> _ACTIVITY_: The listing that follows must be retyped in full, exactly.
Top of GIVEN DATA
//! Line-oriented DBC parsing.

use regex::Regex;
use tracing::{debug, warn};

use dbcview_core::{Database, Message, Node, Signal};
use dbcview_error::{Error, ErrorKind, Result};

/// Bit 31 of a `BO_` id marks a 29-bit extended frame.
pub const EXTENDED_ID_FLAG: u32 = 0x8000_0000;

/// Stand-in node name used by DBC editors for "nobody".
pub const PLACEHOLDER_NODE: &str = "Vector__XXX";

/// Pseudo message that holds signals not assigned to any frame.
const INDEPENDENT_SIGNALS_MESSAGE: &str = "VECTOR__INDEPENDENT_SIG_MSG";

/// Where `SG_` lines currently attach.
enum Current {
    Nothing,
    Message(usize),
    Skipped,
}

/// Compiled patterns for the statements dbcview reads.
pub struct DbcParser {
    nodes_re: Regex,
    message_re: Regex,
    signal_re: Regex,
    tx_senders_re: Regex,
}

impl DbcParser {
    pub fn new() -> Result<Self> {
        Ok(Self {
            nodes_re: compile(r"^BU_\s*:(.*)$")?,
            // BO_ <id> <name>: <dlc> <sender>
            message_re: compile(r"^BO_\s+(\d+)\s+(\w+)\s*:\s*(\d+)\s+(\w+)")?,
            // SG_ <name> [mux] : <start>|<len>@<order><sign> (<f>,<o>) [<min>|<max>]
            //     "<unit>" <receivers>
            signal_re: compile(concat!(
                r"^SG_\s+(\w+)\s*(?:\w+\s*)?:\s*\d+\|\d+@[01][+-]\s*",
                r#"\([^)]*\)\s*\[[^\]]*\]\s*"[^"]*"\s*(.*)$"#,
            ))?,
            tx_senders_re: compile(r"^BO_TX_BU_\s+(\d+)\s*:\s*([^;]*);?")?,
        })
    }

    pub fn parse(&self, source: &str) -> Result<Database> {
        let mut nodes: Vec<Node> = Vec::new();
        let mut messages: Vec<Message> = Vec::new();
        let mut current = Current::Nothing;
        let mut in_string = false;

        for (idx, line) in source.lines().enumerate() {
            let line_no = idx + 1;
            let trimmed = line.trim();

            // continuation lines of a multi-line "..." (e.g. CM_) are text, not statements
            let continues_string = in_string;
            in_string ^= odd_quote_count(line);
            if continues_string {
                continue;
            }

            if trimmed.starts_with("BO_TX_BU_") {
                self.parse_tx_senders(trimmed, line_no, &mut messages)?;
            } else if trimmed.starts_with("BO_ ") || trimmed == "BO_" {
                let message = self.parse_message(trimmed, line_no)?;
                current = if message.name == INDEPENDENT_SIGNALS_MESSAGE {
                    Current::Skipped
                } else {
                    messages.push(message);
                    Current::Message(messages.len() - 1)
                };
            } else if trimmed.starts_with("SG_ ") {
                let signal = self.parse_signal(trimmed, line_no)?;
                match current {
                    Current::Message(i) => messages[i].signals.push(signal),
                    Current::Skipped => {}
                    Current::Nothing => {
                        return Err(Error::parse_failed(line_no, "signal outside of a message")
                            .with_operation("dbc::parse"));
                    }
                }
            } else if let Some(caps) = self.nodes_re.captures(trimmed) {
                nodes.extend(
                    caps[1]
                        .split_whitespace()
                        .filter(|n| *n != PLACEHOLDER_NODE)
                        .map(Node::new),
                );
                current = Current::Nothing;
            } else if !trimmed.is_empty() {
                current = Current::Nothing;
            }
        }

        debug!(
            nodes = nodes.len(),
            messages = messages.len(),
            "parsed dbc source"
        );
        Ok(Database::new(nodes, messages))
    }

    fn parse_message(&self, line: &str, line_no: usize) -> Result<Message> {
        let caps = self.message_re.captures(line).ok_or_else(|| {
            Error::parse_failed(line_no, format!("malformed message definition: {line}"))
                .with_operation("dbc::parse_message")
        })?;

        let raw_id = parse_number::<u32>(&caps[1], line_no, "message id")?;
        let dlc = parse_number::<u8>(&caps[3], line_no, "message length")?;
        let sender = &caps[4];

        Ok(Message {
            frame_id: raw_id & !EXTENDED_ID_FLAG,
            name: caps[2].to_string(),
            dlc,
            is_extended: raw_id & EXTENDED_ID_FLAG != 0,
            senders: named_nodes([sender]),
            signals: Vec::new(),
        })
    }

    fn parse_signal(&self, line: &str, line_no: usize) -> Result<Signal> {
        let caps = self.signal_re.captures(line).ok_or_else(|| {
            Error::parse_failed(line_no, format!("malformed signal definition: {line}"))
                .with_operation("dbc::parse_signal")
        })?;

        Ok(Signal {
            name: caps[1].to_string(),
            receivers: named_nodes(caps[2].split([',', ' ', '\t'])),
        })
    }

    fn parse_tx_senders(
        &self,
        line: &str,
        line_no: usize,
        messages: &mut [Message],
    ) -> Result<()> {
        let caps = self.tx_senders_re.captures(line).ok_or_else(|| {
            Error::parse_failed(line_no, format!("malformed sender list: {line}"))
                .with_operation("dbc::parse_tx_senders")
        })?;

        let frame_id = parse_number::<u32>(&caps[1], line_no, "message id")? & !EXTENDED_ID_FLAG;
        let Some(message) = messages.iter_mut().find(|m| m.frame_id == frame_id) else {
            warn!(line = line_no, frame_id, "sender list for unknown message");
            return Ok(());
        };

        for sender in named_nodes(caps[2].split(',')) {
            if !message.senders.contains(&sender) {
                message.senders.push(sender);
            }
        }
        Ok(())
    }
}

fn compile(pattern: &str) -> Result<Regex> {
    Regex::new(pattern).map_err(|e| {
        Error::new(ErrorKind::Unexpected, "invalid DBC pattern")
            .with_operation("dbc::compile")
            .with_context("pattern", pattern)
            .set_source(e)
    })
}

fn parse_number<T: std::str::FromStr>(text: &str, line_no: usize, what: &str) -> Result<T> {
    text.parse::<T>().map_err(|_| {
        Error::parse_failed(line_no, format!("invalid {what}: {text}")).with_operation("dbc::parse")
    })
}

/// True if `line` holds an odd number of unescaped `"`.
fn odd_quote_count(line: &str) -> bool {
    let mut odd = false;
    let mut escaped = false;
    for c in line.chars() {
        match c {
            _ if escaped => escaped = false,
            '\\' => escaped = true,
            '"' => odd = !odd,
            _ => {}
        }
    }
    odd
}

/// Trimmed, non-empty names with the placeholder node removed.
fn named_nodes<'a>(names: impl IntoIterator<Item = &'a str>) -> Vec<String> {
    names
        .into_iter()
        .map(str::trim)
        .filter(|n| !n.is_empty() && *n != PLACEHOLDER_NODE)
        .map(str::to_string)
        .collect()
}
Bottom of GIVEN DATA
> _SOLUTION TO THIS EXERCISE_:
//! Line-oriented DBC parsing.

use regex::Regex;
use tracing::{debug, warn};

use dbcview_core::{Database, Message, Node, Signal};
use dbcview_error::{Error, ErrorKind, Result};

/// Bit 31 of a `BO_` id marks a 29-bit extended frame.
pub const EXTENDED_ID_FLAG: u32 = 0x8000_0000;

/// Stand-in node name used by DBC editors for "nobody".
pub const PLACEHOLDER_NODE: &str = "Vector__XXX";

/// Pseudo message that holds signals not assigned to any frame.
const INDEPENDENT_SIGNALS_MESSAGE: &str = "VECTOR__INDEPENDENT_SIG_MSG";

/// Where `SG_` lines currently attach.
enum Current {
    Nothing,
    Message(usize),
    Skipped,
}

/// Compiled patterns for the statements dbcview reads.
pub struct DbcParser {
    nodes_re: Regex,
    message_re: Regex,
    signal_re: Regex,
    tx_senders_re: Regex,
}

impl DbcParser {
    pub fn new() -> Result<Self> {
        Ok(Self {
            nodes_re: compile(r"^BU_\s*:(.*)$")?,
            // BO_ <id> <name>: <dlc> <sender>
            message_re: compile(r"^BO_\s+(\d+)\s+(\w+)\s*:\s*(\d+)\s+(\w+)")?,
            // SG_ <name> [mux] : <start>|<len>@<order><sign> (<f>,<o>) [<min>|<max>]
            //     "<unit>" <receivers>
            signal_re: compile(concat!(
                r"^SG_\s+(\w+)\s*(?:\w+\s*)?:\s*\d+\|\d+@[01][+-]\s*",
                r#"\([^)]*\)\s*\[[^\]]*\]\s*"[^"]*"\s*(.*)$"#,
            ))?,
            tx_senders_re: compile(r"^BO_TX_BU_\s+(\d+)\s*:\s*([^;]*);?")?,
        })
    }

    pub fn parse(&self, source: &str) -> Result<Database> {
        let mut nodes: Vec<Node> = Vec::new();
        let mut messages: Vec<Message> = Vec::new();
        let mut current = Current::Nothing;
        let mut in_string = false;

        for (idx, line) in source.lines().enumerate() {
            let line_no = idx + 1;
            let trimmed = line.trim();

            // continuation lines of a multi-line "..." (e.g. CM_) are text, not statements
            let continues_string = in_string;
            in_string ^= odd_quote_count(line);
            if continues_string {
                continue;
            }

            if trimmed.starts_with("BO_TX_BU_") {
                self.parse_tx_senders(trimmed, line_no, &mut messages)?;
            } else if trimmed.starts_with("BO_ ") || trimmed == "BO_" {
                let message = self.parse_message(trimmed, line_no)?;
                current = if message.name == INDEPENDENT_SIGNALS_MESSAGE {
                    Current::Skipped
                } else {
                    messages.push(message);
                    Current::Message(messages.len() - 1)
                };
            } else if trimmed.starts_with("SG_ ") {
                let signal = self.parse_signal(trimmed, line_no)?;
                match current {
                    Current::Message(i) => messages[i].signals.push(signal),
                    Current::Skipped => {}
                    Current::Nothing => {
                        return Err(Error::parse_failed(line_no, "signal outside of a message")
                            .with_operation("dbc::parse"));
                    }
                }
            } else if let Some(caps) = self.nodes_re.captures(trimmed) {
                nodes.extend(
                    caps[1]
                        .split_whitespace()
                        .filter(|n| *n != PLACEHOLDER_NODE)
                        .map(Node::new),
                );
                current = Current::Nothing;
            } else if !trimmed.is_empty() {
                current = Current::Nothing;
            }
        }

        debug!(
            nodes = nodes.len(),
            messages = messages.len(),
            "parsed dbc source"
        );
        Ok(Database::new(nodes, messages))
    }

    fn parse_message(&self, line: &str, line_no: usize) -> Result<Message> {
        let caps = self.message_re.captures(line).ok_or_else(|| {
            Error::parse_failed(line_no, format!("malformed message definition: {line}"))
                .with_operation("dbc::parse_message")
        })?;

        let raw_id = parse_number::<u32>(&caps[1], line_no, "message id")?;
        let dlc = parse_number::<u8>(&caps[3], line_no, "message length")?;
        let sender = &caps[4];

        Ok(Message {
            frame_id: raw_id & !EXTENDED_ID_FLAG,
            name: caps[2].to_string(),
            dlc,
            is_extended: raw_id & EXTENDED_ID_FLAG != 0,
            senders: named_nodes([sender]),
            signals: Vec::new(),
        })
    }

    fn parse_signal(&self, line: &str, line_no: usize) -> Result<Signal> {
        let caps = self.signal_re.captures(line).ok_or_else(|| {
            Error::parse_failed(line_no, format!("malformed signal definition: {line}"))
                .with_operation("dbc::parse_signal")
        })?;

        Ok(Signal {
            name: caps[1].to_string(),
            receivers: named_nodes(caps[2].split([',', ' ', '\t'])),
        })
    }

    fn parse_tx_senders(
        &self,
        line: &str,
        line_no: usize,
        messages: &mut [Message],
    ) -> Result<()> {
        let caps = self.tx_senders_re.captures(line).ok_or_else(|| {
            Error::parse_failed(line_no, format!("malformed sender list: {line}"))
                .with_operation("dbc::parse_tx_senders")
        })?;

        let frame_id = parse_number::<u32>(&caps[1], line_no, "message id")? & !EXTENDED_ID_FLAG;
        let Some(message) = messages.iter_mut().find(|m| m.frame_id == frame_id) else {
            warn!(line = line_no, frame_id, "sender list for unknown message");
            return Ok(());
        };

        for sender in named_nodes(caps[2].split(',')) {
            if !message.senders.contains(&sender) {
                message.senders.push(sender);
            }
        }
        Ok(())
    }
}

fn compile(pattern: &str) -> Result<Regex> {
    Regex::new(pattern).map_err(|e| {
        Error::new(ErrorKind::Unexpected, "invalid DBC pattern")
            .with_operation("dbc::compile")
            .with_context("pattern", pattern)
            .set_source(e)
    })
}

fn parse_number<T: std::str::FromStr>(text: &str, line_no: usize, what: &str) -> Result<T> {
    text.parse::<T>().map_err(|_| {
        Error::parse_failed(line_no, format!("invalid {what}: {text}")).with_operation("dbc::parse")
    })
}

/// True if `line` holds an odd number of unescaped `"`.
fn odd_quote_count(line: &str) -> bool {
    let mut odd = false;
    let mut escaped = false;
    for c in line.chars() {
        match c {
            _ if escaped => escaped = false,
            '\\' => escaped = true,
            '"' => odd = !odd,
            _ => {}
        }
    }
    odd
}

/// Trimmed, non-empty names with the placeholder node removed.
fn named_nodes<'a>(names: impl IntoIterator<Item = &'a str>) -> Vec<String> {
    names
        .into_iter()
        .map(str::trim)
        .filter(|n| !n.is_empty() && *n != PLACEHOLDER_NODE)
        .map(str::to_string)
        .collect()
}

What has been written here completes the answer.